Collected data entries:
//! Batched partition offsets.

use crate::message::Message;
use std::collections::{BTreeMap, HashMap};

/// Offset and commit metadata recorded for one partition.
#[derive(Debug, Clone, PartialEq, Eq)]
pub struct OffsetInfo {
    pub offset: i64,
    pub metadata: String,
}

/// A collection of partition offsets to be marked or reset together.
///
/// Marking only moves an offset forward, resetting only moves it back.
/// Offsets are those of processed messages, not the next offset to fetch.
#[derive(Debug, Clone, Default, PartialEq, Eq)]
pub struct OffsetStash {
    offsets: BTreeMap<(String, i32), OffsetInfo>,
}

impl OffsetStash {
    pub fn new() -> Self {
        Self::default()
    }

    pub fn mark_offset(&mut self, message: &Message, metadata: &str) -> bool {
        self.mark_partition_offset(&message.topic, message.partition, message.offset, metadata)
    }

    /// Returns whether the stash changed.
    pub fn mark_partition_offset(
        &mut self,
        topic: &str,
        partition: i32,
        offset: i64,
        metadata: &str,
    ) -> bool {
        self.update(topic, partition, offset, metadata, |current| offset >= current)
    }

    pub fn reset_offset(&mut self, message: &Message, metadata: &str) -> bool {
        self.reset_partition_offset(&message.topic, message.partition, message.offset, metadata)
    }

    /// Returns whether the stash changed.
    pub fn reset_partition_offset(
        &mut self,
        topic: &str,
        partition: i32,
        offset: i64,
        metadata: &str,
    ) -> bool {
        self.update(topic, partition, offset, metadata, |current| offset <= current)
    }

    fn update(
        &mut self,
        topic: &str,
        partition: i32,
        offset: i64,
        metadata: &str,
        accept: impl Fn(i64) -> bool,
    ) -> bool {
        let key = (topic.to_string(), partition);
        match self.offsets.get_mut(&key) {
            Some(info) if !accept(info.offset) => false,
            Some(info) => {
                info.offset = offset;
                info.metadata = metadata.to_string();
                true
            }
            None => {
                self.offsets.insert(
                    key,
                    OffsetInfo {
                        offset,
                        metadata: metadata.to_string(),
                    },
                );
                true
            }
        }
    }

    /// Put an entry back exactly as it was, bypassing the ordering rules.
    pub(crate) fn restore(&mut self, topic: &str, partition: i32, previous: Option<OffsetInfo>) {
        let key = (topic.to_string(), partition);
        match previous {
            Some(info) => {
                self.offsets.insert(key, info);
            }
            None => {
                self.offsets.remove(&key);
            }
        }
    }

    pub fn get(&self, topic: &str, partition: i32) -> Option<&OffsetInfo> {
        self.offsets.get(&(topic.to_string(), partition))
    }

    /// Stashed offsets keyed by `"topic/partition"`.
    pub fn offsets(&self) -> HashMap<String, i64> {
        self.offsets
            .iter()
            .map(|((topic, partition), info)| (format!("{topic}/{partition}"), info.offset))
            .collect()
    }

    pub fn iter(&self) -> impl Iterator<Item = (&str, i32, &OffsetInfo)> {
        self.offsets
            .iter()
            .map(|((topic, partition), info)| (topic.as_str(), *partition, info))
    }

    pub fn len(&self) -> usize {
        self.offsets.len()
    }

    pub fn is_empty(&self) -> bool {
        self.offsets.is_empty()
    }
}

==

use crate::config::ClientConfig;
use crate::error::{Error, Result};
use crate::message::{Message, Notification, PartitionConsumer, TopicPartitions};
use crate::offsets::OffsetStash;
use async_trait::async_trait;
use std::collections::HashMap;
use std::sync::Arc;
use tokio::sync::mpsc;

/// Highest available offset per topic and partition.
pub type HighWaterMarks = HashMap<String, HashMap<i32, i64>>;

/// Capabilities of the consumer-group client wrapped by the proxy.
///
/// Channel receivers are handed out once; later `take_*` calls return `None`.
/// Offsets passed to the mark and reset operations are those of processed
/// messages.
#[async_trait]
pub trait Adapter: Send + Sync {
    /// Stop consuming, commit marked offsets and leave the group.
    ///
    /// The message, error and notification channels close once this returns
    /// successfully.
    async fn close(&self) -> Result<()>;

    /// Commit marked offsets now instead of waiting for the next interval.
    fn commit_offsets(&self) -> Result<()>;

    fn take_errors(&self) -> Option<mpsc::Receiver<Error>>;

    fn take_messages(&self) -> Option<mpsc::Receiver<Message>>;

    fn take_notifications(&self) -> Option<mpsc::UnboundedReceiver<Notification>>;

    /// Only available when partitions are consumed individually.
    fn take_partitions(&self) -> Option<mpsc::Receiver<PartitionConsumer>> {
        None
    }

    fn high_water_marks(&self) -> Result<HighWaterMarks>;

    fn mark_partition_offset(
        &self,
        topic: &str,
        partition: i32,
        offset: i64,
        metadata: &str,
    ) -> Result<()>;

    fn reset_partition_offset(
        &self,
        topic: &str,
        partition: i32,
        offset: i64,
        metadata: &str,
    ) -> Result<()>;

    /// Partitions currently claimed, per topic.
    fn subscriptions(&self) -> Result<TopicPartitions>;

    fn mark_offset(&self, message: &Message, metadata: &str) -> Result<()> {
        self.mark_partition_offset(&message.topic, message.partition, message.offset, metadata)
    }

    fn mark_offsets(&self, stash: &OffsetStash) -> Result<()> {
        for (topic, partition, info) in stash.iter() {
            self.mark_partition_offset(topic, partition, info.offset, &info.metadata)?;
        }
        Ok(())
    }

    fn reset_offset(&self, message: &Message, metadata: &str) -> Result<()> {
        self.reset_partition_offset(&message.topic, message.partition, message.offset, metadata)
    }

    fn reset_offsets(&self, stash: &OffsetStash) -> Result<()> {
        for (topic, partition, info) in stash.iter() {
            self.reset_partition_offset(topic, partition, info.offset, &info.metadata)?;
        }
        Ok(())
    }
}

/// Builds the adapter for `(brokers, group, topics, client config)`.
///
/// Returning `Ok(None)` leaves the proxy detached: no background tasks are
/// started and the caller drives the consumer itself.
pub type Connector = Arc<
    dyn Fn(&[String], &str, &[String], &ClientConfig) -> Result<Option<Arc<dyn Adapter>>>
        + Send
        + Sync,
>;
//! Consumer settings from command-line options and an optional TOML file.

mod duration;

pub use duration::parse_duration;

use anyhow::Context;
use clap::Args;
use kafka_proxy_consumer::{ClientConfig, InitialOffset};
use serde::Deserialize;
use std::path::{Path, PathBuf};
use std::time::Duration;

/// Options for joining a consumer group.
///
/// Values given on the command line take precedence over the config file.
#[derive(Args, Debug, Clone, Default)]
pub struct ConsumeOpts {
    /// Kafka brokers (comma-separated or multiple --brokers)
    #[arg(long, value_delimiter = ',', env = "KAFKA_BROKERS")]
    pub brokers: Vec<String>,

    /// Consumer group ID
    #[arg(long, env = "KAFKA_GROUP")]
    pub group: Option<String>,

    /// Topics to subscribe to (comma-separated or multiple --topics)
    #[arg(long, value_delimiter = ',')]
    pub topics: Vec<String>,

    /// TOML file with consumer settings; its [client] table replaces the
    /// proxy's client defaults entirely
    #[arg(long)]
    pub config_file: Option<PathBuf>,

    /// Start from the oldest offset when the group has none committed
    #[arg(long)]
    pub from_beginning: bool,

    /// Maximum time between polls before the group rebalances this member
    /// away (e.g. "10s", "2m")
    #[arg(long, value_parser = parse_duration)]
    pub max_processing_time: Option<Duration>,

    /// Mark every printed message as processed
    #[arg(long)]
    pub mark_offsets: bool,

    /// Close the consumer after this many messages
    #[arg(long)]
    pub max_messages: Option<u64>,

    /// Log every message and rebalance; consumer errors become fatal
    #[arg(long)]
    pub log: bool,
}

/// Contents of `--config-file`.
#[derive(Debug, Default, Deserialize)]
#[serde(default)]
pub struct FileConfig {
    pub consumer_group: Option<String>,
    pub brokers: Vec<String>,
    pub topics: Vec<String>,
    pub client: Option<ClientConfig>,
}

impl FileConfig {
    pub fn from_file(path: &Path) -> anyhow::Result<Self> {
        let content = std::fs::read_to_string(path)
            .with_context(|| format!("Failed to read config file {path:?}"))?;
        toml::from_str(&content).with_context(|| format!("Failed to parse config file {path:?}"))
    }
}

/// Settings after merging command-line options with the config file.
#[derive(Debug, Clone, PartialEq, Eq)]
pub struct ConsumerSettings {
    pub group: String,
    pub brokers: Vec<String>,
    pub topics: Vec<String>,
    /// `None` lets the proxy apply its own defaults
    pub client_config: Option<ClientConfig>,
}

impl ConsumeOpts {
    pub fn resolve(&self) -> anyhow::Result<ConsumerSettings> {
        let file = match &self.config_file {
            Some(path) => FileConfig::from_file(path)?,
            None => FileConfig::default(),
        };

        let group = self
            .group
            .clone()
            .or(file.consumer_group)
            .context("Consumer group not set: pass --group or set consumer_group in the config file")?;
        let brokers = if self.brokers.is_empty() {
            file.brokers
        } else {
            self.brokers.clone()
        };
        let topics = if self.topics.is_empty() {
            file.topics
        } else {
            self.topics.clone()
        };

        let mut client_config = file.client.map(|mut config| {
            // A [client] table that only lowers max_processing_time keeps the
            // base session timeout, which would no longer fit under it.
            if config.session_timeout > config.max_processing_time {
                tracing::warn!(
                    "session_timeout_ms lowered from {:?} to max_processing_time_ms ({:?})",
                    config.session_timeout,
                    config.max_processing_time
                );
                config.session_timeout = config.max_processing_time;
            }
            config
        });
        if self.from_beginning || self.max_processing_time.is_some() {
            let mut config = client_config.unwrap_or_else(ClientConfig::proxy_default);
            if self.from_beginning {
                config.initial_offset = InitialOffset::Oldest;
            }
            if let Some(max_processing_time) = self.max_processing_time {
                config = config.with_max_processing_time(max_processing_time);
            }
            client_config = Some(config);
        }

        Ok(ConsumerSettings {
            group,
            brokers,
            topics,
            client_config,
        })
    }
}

Exercise requirements: Copy out the lines above exactly, beginning at the one that contains "Batched partition offsets." and ending at the one that contains "pub fn mark_offset(&mut".

Solution for this exercise:
//! Batched partition offsets.

use crate::message::Message;
use std::collections::{BTreeMap, HashMap};

/// Offset and commit metadata recorded for one partition.
#[derive(Debug, Clone, PartialEq, Eq)]
pub struct OffsetInfo {
    pub offset: i64,
    pub metadata: String,
}

/// A collection of partition offsets to be marked or reset together.
///
/// Marking only moves an offset forward, resetting only moves it back.
/// Offsets are those of processed messages, not the next offset to fetch.
#[derive(Debug, Clone, Default, PartialEq, Eq)]
pub struct OffsetStash {
    offsets: BTreeMap<(String, i32), OffsetInfo>,
}

impl OffsetStash {
    pub fn new() -> Self {
        Self::default()
    }

    pub fn mark_offset(&mut self, message: &Message, metadata: &str) -> bool {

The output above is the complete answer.